Debates surrounding abortion started around 1929 in Poland. By 1932, abortion was considered legal if the pregnancy was a result of a crime where a woman's health was at risk. Despite the protests of the Catholic Church, abortion in Poland was allowed on social grounds in 1956 by the Communist government. Subsequently, it was fully allowed in 1959 to protect the life and morality of women that had unsafe abortions. The abortions were provided by public hospitals.

=== Romania ===

Before 1966, Romania had the most progressive laws of abortion in Europe. However, after the rise of power of Nicolae Ceaușescu, Decree 770 only allowed abortion to save the life of the mother. It was also allowed for women over 45 years old or with four or more children. In 1974, this age was lowered to 40 before being restored to 45 in 1986. The goal of the ban was a larger population that could drive a larger workforce and consumer-led growth, in order to achieve economic independence from the Soviet Union. Over the span of these 23 years, more than 2 million unwanted children were born and at least 10,000 women died as a result. The 770 Decree was one of the first laws to be repealed right after Ceaușescu's trial and execution on 25 December 1989; more than 1 million abortions were performed the year after, more than three times the number of children born that year.

=== Somalia ===

Since December 16, 1962, abortion was prohibited. The socialist regime never changed the law, but the criminal law's general principles of necessity allowed for an abortion to save the mother's life.

=== Soviet Union ===

In 1920, the Russian Soviet Federative Socialist Republic became the first modern country to legalize abortion.
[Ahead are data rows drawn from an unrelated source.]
//! ═══════════════════════════════════════════════════════════════════════════════
//! FILE: solver.rs | CORE/SYMCIRC_ENGINE/src/solver.rs
//! PURPOSE: Fraction-free elimination of the symbolic equation system
//! MODIFIED: 2026-07-21
//! LAYER: CORE → SYMCIRC_ENGINE
//! ═══════════════════════════════════════════════════════════════════════════════
//!
//! ┌─────────────────────────────────────────────────────────────────────────────┐
//! │ ALGORITHM: single-step fraction-free (Montante/Bareiss) elimination         │
//! ├─────────────────────────────────────────────────────────────────────────────┤
//! │ For each column c:                                                          │
//! │   pick a pivot row r ≥ c with a non-null entry; tie-break by fewest        │
//! │   addends, then smallest leading product word, then lowest row              │
//! │   for every later row:  a' = (p·a − e·p_row) / p_prev   (exact)            │
//! │                                                                             │
//! │ Every stored entry stays a minor of the original matrix, so the final      │
//! │ pivot IS the system determinant and the known-column entries of the         │
//! │ target row are the numerators (negated: rows are written A·x + B·u = 0).   │
//! │                                                                             │
//! │ The update's intermediate products square device constants, which the       │
//! │ one-bit product word cannot hold, so the update runs in a scratch ring      │
//! │ with two bits per constant exponent and only the (multilinear) quotient     │
//! │ is stored back.                                                             │
//! └─────────────────────────────────────────────────────────────────────────────┘
//!
//! Row and column swaps flip the determinant's sign; the solver folds that
//! parity back into the determinant and the numerators so every target of
//! the same circuit reports one and the same determinant.

// ─────────────────────────────────────────────────────────────────────────────────
// CODE BELOW
// ─────────────────────────────────────────────────────────────────────────────────

use crate::coeff::{AddendArena, Coeff};
use crate::error::AnalysisError;
use crate::les::LinearSystem;
use std::collections::BTreeMap;

/// One solve, pinned on a target unknown: the shared determinant plus one
/// numerator per known column.
pub struct AlgebraicSolution {
    pub arena: AddendArena,
    pub det: Coeff,
    pub numerators: Vec<Coeff>,
}

/// Plain term list, the working currency of the update step.
type TermVec = Vec<(i64, u64)>;

/// Scratch-ring polynomial: monomial key with two bits per constant.
type Scratch = BTreeMap<u128, i64>;

/// Spread a one-bit-per-constant word into two-bit exponent lanes.
fn spread(mask: u64) -> u128 {
    let mut key = 0u128;
    let mut m = mask;
    while m != 0 {
        let bit = m.trailing_zeros();
        key |= 1u128 << (2 * bit);
        m &= m - 1;
    }
    key
}

/// Inverse of `spread` for multilinear keys.
fn compress(key: u128) -> u64 {
    let mut mask = 0u64;
    for bit in 0..64 {
        let lane = (key >> (2 * bit)) & 0b11;
        debug_assert!(lane <= 1, "stored coefficient must be multilinear");
        if lane != 0 {
            mask |= 1 << bit;
        }
    }
    mask
}

fn merge(acc: &mut Scratch, key: u128, factor: i64) -> Result<(), AnalysisError> {
    match acc.entry(key) {
        std::collections::btree_map::Entry::Vacant(slot) => {
            if factor != 0 {
                slot.insert(factor);
            }
        }
        std::collections::btree_map::Entry::Occupied(mut slot) => {
            let sum = slot
                .get()
                .checked_add(factor)
                .ok_or(AnalysisError::Overflow)?;
            if sum == 0 {
                slot.remove();
            } else {
                *slot.get_mut() = sum;
            }
        }
    }
    Ok(())
}

/// acc ± a·b. Exponent lanes add without carry: factors are multilinear,
/// so no lane exceeds two.
fn mul_into(acc: &mut Scratch, a: &TermVec, b: &TermVec, negate: bool) -> Result<(), AnalysisError> {
    for &(fa, pa) in a {
        let ka = spread(pa);
        for &(fb, pb) in b {
            let mut f = fa.checked_mul(fb).ok_or(AnalysisError::Overflow)?;
            if negate {
                f = f.checked_neg().ok_or(AnalysisError::Overflow)?;
            }
            merge(acc, ka + spread(pb), f)?;
        }
    }
    Ok(())
}

/// Exact long division by a multilinear divisor. Divisibility is
/// guaranteed by the fraction-free identity; a miss is a programming
/// error, reported as overflow in release builds rather than corrupting
/// the result.
fn div_exact(mut dividend: Scratch, divisor: &TermVec) -> Result<Scratch, AnalysisError> {
    debug_assert!(!divisor.is_empty(), "division by the null coefficient");
    let (dlead_f, dlead_p) = (divisor[0].0, divisor[0].1);
    let dlead_key = spread(dlead_p);

    let mut quotient: Scratch = BTreeMap::new();
    while let Some((&lead_key, &lead_f)) = dividend.last_key_value() {
        // Lane-wise divisibility: every lane the divisor lead uses must be
        // non-zero in the dividend lead.
        let nonzero_lanes = (lead_key | (lead_key >> 1)) & spread(u64::MAX);
        debug_assert!(
            nonzero_lanes & dlead_key == dlead_key,
            "fraction-free update must divide exactly"
        );
        let divisible = nonzero_lanes & dlead_key == dlead_key
            && lead_f.checked_rem(dlead_f) == Some(0);
        if !divisible {
            return Err(AnalysisError::Overflow);
        }

        let q_key = lead_key - dlead_key;
        let q_f = lead_f.checked_div(dlead_f).ok_or(AnalysisError::Overflow)?;
        merge(&mut quotient, q_key, q_f)?;
        for &(df, dp) in divisor {
            let f = q_f
                .checked_mul(df)
                .and_then(i64::checked_neg)
                .ok_or(AnalysisError::Overflow)?;
            merge(&mut dividend, q_key + spread(dp), f)?;
        }
    }
    Ok(quotient)
}

fn to_coeff(scratch: &Scratch, arena: &mut AddendArena) -> Coeff {
    let terms: TermVec = scratch
        .iter()
        .rev()
        .map(|(&key, &factor)| (factor, compress(key)))
        .collect();
    Coeff::from_sorted_desc(arena, &terms)
}

fn collect(coeff: &Coeff, arena: &AddendArena) -> TermVec {
    coeff.iter(arena).collect()
}

/// Pivot choice for a column: non-null entry at row ≥ c with the fewest
/// addends, then the smallest leading product word, then the lowest row.
fn choose_pivot(sys: &LinearSystem, col: usize) -> Option<usize> {
    let mut best: Option<(usize, u64, usize)> = None;
    for row in col..sys.m {
        let entry = sys.matrix.get(row, col);
        if entry.is_empty() {
            continue;
        }
        let leading = entry
            .leading(&sys.arena)
            .map(|(_, product)| product)
            .unwrap_or(0);
        let candidate = (entry.terms(), leading, row);
        if best.map_or(true, |b| candidate < b) {
            best = Some(candidate);
        }
    }
    best.map(|(_, _, row)| row)
}

/// Eliminate with the chosen unknown pinned in the last column. `None`
/// means the system is singular for that unknown.
pub fn solve(
    base: &LinearSystem,
    target_col: usize,
) -> Result<Option<AlgebraicSolution>, AnalysisError> {
    let mut sys = base.clone_working();
    let m = sys.m;
    let width = sys.width();
    if m == 0 {
        return Ok(None);
    }

    let mut sign = 1i64;
    if target_col != m - 1 {
        sys.matrix.swap_cols(target_col, m - 1);
        sign = -sign;
    }

    let mut p_prev: Option<TermVec> = None;
    for c in 0..m {
        let pivot_row = match choose_pivot(&sys, c) {
            Some(row) => row,
            None => return Ok(None),
        };
        if pivot_row != c {
            sys.matrix.swap_rows(pivot_row, c);
            sign = -sign;
        }
        if c == m - 1 {
            break;
        }

        let pivot = collect(sys.matrix.get(c, c), &sys.arena);
        let pivot_row_terms: Vec<TermVec> = (c + 1..width)
            .map(|j| collect(sys.matrix.get(c, j), &sys.arena))
            .collect();

        for row in c + 1..m {
            let multiplier = collect(sys.matrix.get(row, c), &sys.arena);
            for j in c + 1..width {
                let mut acc: Scratch = BTreeMap::new();
                let current = collect(sys.matrix.get(row, j), &sys.arena);
                mul_into(&mut acc, &pivot, &current, false)?;
                if !multiplier.is_empty() {
                    mul_into(&mut acc, &multiplier, &pivot_row_terms[j - c - 1], true)?;
                }
                let reduced = match &p_prev {
                    Some(prev) => div_exact(acc, prev)?,
                    None => acc,
                };
                let fresh = to_coeff(&reduced, &mut sys.arena);
                let mut old = sys.matrix.set(row, j, fresh);
                old.clear(&mut sys.arena);
            }
            // Column c is eliminated by construction.
            let mut old = sys.matrix.set(row, c, Coeff::empty());
            old.clear(&mut sys.arena);
        }

        p_prev = Some(pivot);
    }

    let det_terms = collect(sys.matrix.get(m - 1, m - 1), &sys.arena);
    if det_terms.is_empty() {
        return Ok(None);
    }

    // Fold swap parity back in: the reported determinant is det(A), the
    // numerators are −sign·B-entries of the target row.
    let mut arena = AddendArena::new();
    let apply = |terms: &TermVec, flip: bool, arena: &mut AddendArena| -> Result<Coeff, AnalysisError> {
        let mut out = Vec::with_capacity(terms.len());
        for &(factor, product) in terms {
            let f = if flip {
                factor.checked_neg().ok_or(AnalysisError::Overflow)?
            } else {
                factor
            };
            out.push((f, product));
        }
        Ok(Coeff::from_sorted_desc(arena, &out))
    };

    let det = apply(&det_terms, sign < 0, &mut arena)?;
    let mut numerators = Vec::with_capacity(sys.n_knowns);
    for k in 0..sys.n_knowns {
        let terms = collect(sys.matrix.get(m - 1, m + k), &sys.arena);
        numerators.push(apply(&terms, sign > 0, &mut arena)?);
    }

    Ok(Some(AlgebraicSolution {
        arena,
        det,
        numerators,
    }))
}

#[cfg(test)]
mod tests {
    use super::*;
    use crate::circuit::parse::parse_netlist;
    use crate::les;
    use crate::symtab::{SymbolId, SymbolTable};

    fn solve_node(netlist: &str, node_unknown: &str) -> (Vec<(i64, u64)>, Vec<Vec<(i64, u64)>>) {
        let circuit = parse_netlist(netlist).unwrap();
        let table = SymbolTable::build(&circuit).unwrap();
        let system = les::build(&circuit, &table).unwrap();
        let target = match table.lookup(node_unknown) {
            Some(SymbolId::Unknown(u)) => table.unknown(u).col,
            other => panic!("expected unknown, got {:?}", other),
        };
        let solution = solve(&system, target).unwrap().expect("solvable");
        let det = solution.det.iter(&solution.arena).collect();
        let nums = solution
            .numerators
            .iter()
            .map(|n| n.iter(&solution.arena).collect())
            .collect();
        (det, nums)
    }

    #[test]
    fn test_resistive_divider() {
        // Uin across R1 + R2; U_mid = R2/(R1+R2)·Uin in conductance form:
        // det carries g1+g2, numerator carries g1.
        let (det, nums) = solve_node("U Uin in gnd / R R1 in mid / R R2 mid gnd", "U_mid");
        // Masks: R1 = bit1, R2 = bit0.
        assert_eq!(det, vec![(-1, 0b10), (-1, 0b01)]);
        assert_eq!(nums, vec![vec![(-1, 0b10)]]);
    }

    #[test]
    fn test_rlc_lowpass_algebraic() {
        let (det, nums) = solve_node(
            "U Uin in gnd / L L in K1 / C C K1 out / R R out gnd",
            "U_out",
        );
        // Masks: r = 0b100, l = 0b010, c = 0b001. Collapsing c² during
        // elimination leaves lc + lr + cr.
        let lc = 0b011;
        let lr = 0b110;
        let cr = 0b101;
        let mut det_sorted = det.clone();
        det_sorted.sort_by(|a, b| b.1.cmp(&a.1));
        assert_eq!(det, det_sorted, "determinant stays ordered");
        assert_eq!(
            det.iter().map(|&(f, p)| (f, p)).collect::<Vec<_>>(),
            vec![(-1, lr), (-1, cr), (-1, lc)]
        );
        assert_eq!(nums, vec![vec![(-1, lc)]]);
    }

    #[test]
    fn test_determinant_shared_across_targets() {
        let netlist = "U Uin in gnd / L L in K1 / C C K1 out / R R out gnd";
        let circuit = parse_netlist(netlist).unwrap();
        let table = SymbolTable::build(&circuit).unwrap();
        let system = les::build(&circuit, &table).unwrap();

        let mut dets = Vec::new();
        for name in ["U_in", "U_K1", "U_out"] {
            let col = match table.lookup(name) {
                Some(SymbolId::Unknown(u)) => table.unknown(u).col,
                _ => unreachable!(),
            };
            let solution = solve(&system, col).unwrap().expect("solvable");
            dets.push(
                solution
                    .det
                    .iter(&solution.arena)
                    .collect::<Vec<(i64, u64)>>(),
            );
        }
        assert_eq!(dets[0], dets[1], "determinant independent of target");
        assert_eq!(dets[1], dets[2], "determinant independent of target");
    }

    #[test]
    fn test_singular_system_unavailable() {
        // Two ideal voltage sources in parallel: structurally singular.
        let circuit = parse_netlist("U U1 a gnd / U U2 a gnd / R R1 a gnd").unwrap();
        let table = SymbolTable::build(&circuit).unwrap();
        let system = les::build(&circuit, &table).unwrap();
        let col = match table.lookup("U_a") {
            Some(SymbolId::Unknown(u)) => table.unknown(u).col,
            _ => unreachable!(),
        };
        assert!(solve(&system, col).unwrap().is_none());
    }

    #[test]
    fn test_scratch_division_roundtrip() {
        // (x + y)·(xz + w) / (x + y) = xz + w, with the x²z collapse
        // exercised on the way.
        let x = (1i64, 0b1000u64);
        let y = (1i64, 0b0100u64);
        let xz = (1i64, 0b1010u64);
        let w = (1i64, 0b0001u64);
        let a = vec![x, y];
        let b = vec![xz, w];
        let mut acc: Scratch = BTreeMap::new();
        mul_into(&mut acc, &a, &b, false).unwrap();
        let q = div_exact(acc, &a).unwrap();
        let mut arena = AddendArena::new();
        let c = to_coeff(&q, &mut arena);
        let terms: Vec<(i64, u64)> = c.iter(&arena).collect();
        assert_eq!(terms, vec![(1, 0b1010), (1, 0b0001)]);
    }
}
In the USSR, during the Congress of Kiev in 1932, abortion was criticized for decreasing the country's birth rate. Abortion was finally banned on June 27, 1936. The number of officially-recorded abortions dropped sharply from 1.9 million in 1935 to 570,000 in 1937, but began to climb just two years later, reaching 755,000 in 1939. On November 23, 1955, the Presidium of the Supreme Soviet, under Nikita Khrushchev, liberalized abortion restrictions.

=== Yemen ===

The law of South Yemen only allowed abortion to save the mother's life, as with North Yemen.

=== Yugoslavia ===

Socio-medical indications were accepted as grounds for abortion from 1952. In 1969 the law was further liberalised.Article 191 of the federal constitution states that "it is a human right to decide on the birth of children". All the republics of Yugoslavia passed laws between 1977 and 1979 that regulated abortion; even if there were small disparities, the general common rule was  "up to the tenth week of pregnancy and, beyond ten weeks, with the approval of a medical commission".

== Other Communist areas ==

=== Democratic Federation of Northern Syria ===

Although Syria only allows abortion to save a mother's life, the de facto autonomous region of the DFNS legalizes abortion for all women. Barbara Anna, a member of the Turkish Communist Party, reflected more broadly on how limits to women's bodily autonomy relate to the imposition of capitalism and imperialism. She compared the situations in the Middle East where women's economic activity and sexual freedom is heavily restricted to the situation in the neoliberal capitalist centre, where women's sexual freedom comes at the expense of constant objectification and commodification.

=== Revolutionary Armed Forces of Colombia ===
The Revolutionary Armed Forces of Colombia supported abortion, despite the laws of Colombia only allowing it in cases of rape, fetal defects, or a need to preserve the mother's health.

=== Paris Commune ===
Article XII states that: "The submission of the children and the mother to the authority of the father, who prepares the submission of each one to the authority of the chief, is pronounced dead. The couple consents freely to seek common pleasure. The Commune proclaims freedom of birth: the right to sexual information from childhood, the right to abortion, the right to contraception. As the products cease to be the property of their parents. They live together in their home and run their own lives." This was in sharp contrast to the French law at the time, which prohibited abortion.